The function: download a webpage using PHP and cURL
Below is a practical, “crawler-friendly” implementation. It uses a header callback so redirects and multi-header responses don’t break parsing.
PHP (copy/paste)<?php
/**
* Download a webpage via HTTP GET using cURL
* Developed By: Potent Pages, LLC (https://potentpages.com/)
*
* Notes:
* - Returns status code, headers, body, final URL, and timing/error details.
* - Uses a header callback so redirects don't break header parsing.
*/
function http_get($target, $referer = "", $cookieJar = "cookie_jar.txt", $cookieFile = "cookies.txt") {
$ch = curl_init();
// We'll accumulate headers in a normalized structure.
$headers = [];
$lastStatusLine = null;
// Parse headers reliably (supports redirects and multiple header blocks).
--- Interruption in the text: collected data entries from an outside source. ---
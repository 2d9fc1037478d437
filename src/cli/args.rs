//! CLI argument definitions using clap.
//!
//! ## Commands
//!
//! - `extract`: Build a catalog from marker calls in source documents
//! - `diff`: Compare two persisted catalogs
//! - `manifest`: Write a catalog back out as marker calls
//! - `init`: Initialize trcat configuration file
//! - `serve`: Start MCP server for AI integration

use std::path::PathBuf;

use clap::{Args, CommandFactory, Parser, Subcommand, ValueEnum};

#[derive(Debug, Parser)]
#[command(author, version, about, long_about = None)]
pub struct Arguments {
    #[command(subcommand)]
    pub command: Option<Command>,
}

impl Arguments {
    /// Check if a command was provided, otherwise print help and return None.
    pub fn with_command_or_help(self) -> Option<Self> {
        if self.command.is_none() {
            Self::command().print_help().ok();
            None
        } else {
            Some(self)
        }
    }

    /// Get the verbose flag from the command's common args.
    pub fn verbose(&self) -> bool {
        match &self.command {
            Some(Command::Extract(cmd)) => cmd.common.verbose,
            Some(Command::Diff(cmd)) => cmd.common.verbose,
            Some(Command::Manifest(cmd)) => cmd.common.verbose,
            Some(Command::Init) | Some(Command::Serve) | None => false,
        }
    }
}

/// Common arguments shared by all commands.
#[derive(Debug, Clone, Args)]
pub struct CommonArgs {
    /// Enable verbose output
    #[arg(short, long)]
    pub verbose: bool,
}

#[derive(Debug, Args)]
pub struct ExtractCommand {
    /// Documents or directories to scan, merged in the order given
    #[arg(required = true)]
    pub documents: Vec<PathBuf>,

    /// Catalog file to write (overrides config file)
    #[arg(short, long)]
    pub output: Option<PathBuf>,

    /// Marker identifier to recognise (overrides config file)
    /// Can be specified multiple times: --marker tr --marker _
    #[arg(long = "marker")]
    pub markers: Vec<String>,

    #[command(flatten)]
    pub common: CommonArgs,
}

#[derive(Debug, Clone, Copy, Default, PartialEq, Eq, ValueEnum)]
pub enum DiffFormat {
    #[default]
    Text,
    Json,
}

#[derive(Debug, Args)]
pub struct DiffCommand {
    /// Previously committed catalog
    pub old: PathBuf,

    /// Newly extracted catalog
    pub new: PathBuf,

    #[arg(long, value_enum, default_value_t = DiffFormat::Text)]
    pub format: DiffFormat,

    /// Exit with 1 when the catalogs differ
    #[arg(long)]
    pub exit_code: bool,

    #[command(flatten)]
    pub common: CommonArgs,
}

#[derive(Debug, Args)]
pub struct ManifestCommand {
    /// Catalog to export
    pub catalog: PathBuf,

    /// File to write (default: stdout)
    #[arg(short, long)]
    pub output: Option<PathBuf>,

    /// Marker identifier to emit (default: first configured marker)
    #[arg(long)]
    pub marker: Option<String>,

    #[command(flatten)]
    pub common: CommonArgs,
}

#[derive(Debug, Subcommand)]
pub enum Command {
    /// Extract marked strings into a catalog
    Extract(ExtractCommand),
    /// Report added, removed and changed catalog entries
    Diff(DiffCommand),
    /// Write a catalog as a marker-call manifest
    Manifest(ManifestCommand),
    /// Initialize a new .trcatrc.json configuration file
    Init,
    /// Start MCP server for AI coding agents
    Serve,
}
//! Near-duplicate detection.
//!
//! Keys are exact-text only, so "Okay!" and "okay" are separate entries. That is
//! deliberate, but it is also how accidental variants creep into dialogue. This
//! module finds entries whose text folds to the same form so they can be
//! reported. Entries are never merged.

use std::{collections::HashMap, sync::LazyLock};

use regex::Regex;

use crate::core::{Catalog, CatalogEntry};

/// Escaped whitespace (`\n`, `\t`, `\r`) or runs of real whitespace.
static WHITESPACE_REGEX: LazyLock<Regex> =
    LazyLock::new(|| Regex::new(r"(?:\\[ntr]|\s)+").unwrap());

const TRAILING_PUNCTUATION: &[char] = &['.', '!', '?', ',', ';', ':', '…', '-', '~'];

/// Entries whose texts fold to the same form.
#[derive(Debug, Clone, PartialEq, Eq)]
pub struct VariantGroup<'a> {
    pub folded: String,
    /// In rank order; always at least two.
    pub entries: Vec<&'a CatalogEntry>,
}

/// Fold `text` for comparison: case, whitespace and trailing punctuation are
/// ignored.
pub fn fold(text: &str) -> String {
    let collapsed = WHITESPACE_REGEX.replace_all(text, " ");
    collapsed
        .trim()
        .trim_end_matches(|c: char| TRAILING_PUNCTUATION.contains(&c) || c.is_whitespace())
        .to_lowercase()
}

/// Group catalog entries that fold to the same text.
///
/// Groups are ordered by the rank of their first entry. Entries that fold to
/// nothing (e.g. "..." or "!") are not grouped.
pub fn find_variants(catalog: &Catalog) -> Vec<VariantGroup<'_>> {
    let mut groups: Vec<VariantGroup<'_>> = Vec::new();
    let mut by_fold: HashMap<String, usize> = HashMap::new();

    for entry in catalog.iter() {
        let folded = fold(&entry.text);
        if folded.is_empty() {
            continue;
        }
        match by_fold.get(&folded) {
            Some(&i) => groups[i].entries.push(entry),
            None => {
                by_fold.insert(folded.clone(), groups.len());
                groups.push(VariantGroup {
                    folded,
                    entries: vec![entry],
                });
            }
        }
    }

    groups.retain(|group| group.entries.len() > 1);
    groups
}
curl_setopt($ch, CURLOPT_HEADERFUNCTION, function($curl, $headerLine) use (&$headers, &$lastStatusLine) {
$len = strlen($headerLine);
$headerLine = trim($headerLine);
if ($headerLine === "") {
return $len;
}
// Status line (e.g., HTTP/1.1 200 OK)
if (stripos($headerLine, "HTTP/") === 0) {
$lastStatusLine = $headerLine;
$headers["http_status_line"] = $headerLine;
return $len;
}
// Normal header line (split on first ":" only)
$parts = explode(":", $headerLine, 2);
if (count($parts) === 2) {
$key = strtolower(trim($parts[0]));
$value = trim($parts[1]);
// Support repeated headers (set-cookie, etc.)
if (isset($headers[$key])) {
if (!is_array($headers[$key])) {
$headers[$key] = [$headers[$key]];
}
$headers[$key][] = $value;
} else {
$headers[$key] = $value;
}
}
return $len;
});
// Core request settings
curl_setopt($ch, CURLOPT_URL, $target);
curl_setopt($ch, CURLOPT_HTTPGET, true);
curl_setopt($ch, CURLOPT_RETURNTRANSFER, true);
// Identify your crawler (set this to something meaningful)
curl_setopt($ch, CURLOPT_USERAGENT, "potentpages-tutorial-crawler/1.0 (+https://potentpages.com/)");
// Optional referer (useful when simulating normal navigation)
if (!empty($referer)) {
curl_setopt($ch, CURLOPT_REFERER, $referer);
}
// Cookies (helpful for sessions and multi-page flows)
curl_setopt($ch, CURLOPT_COOKIEJAR, $cookieJar);
curl_setopt($ch, CURLOPT_COOKIEFILE, $cookieFile);
// Redirect handling
curl_setopt($ch, CURLOPT_FOLLOWLOCATION, true);
curl_setopt($ch, CURLOPT_MAXREDIRS, 6);
// Timeouts (critical for crawlers)
curl_setopt($ch, CURLOPT_CONNECTTIMEOUT, 12);
curl_setopt($ch, CURLOPT_TIMEOUT, 30);
// Compression (saves bandwidth, common on modern sites)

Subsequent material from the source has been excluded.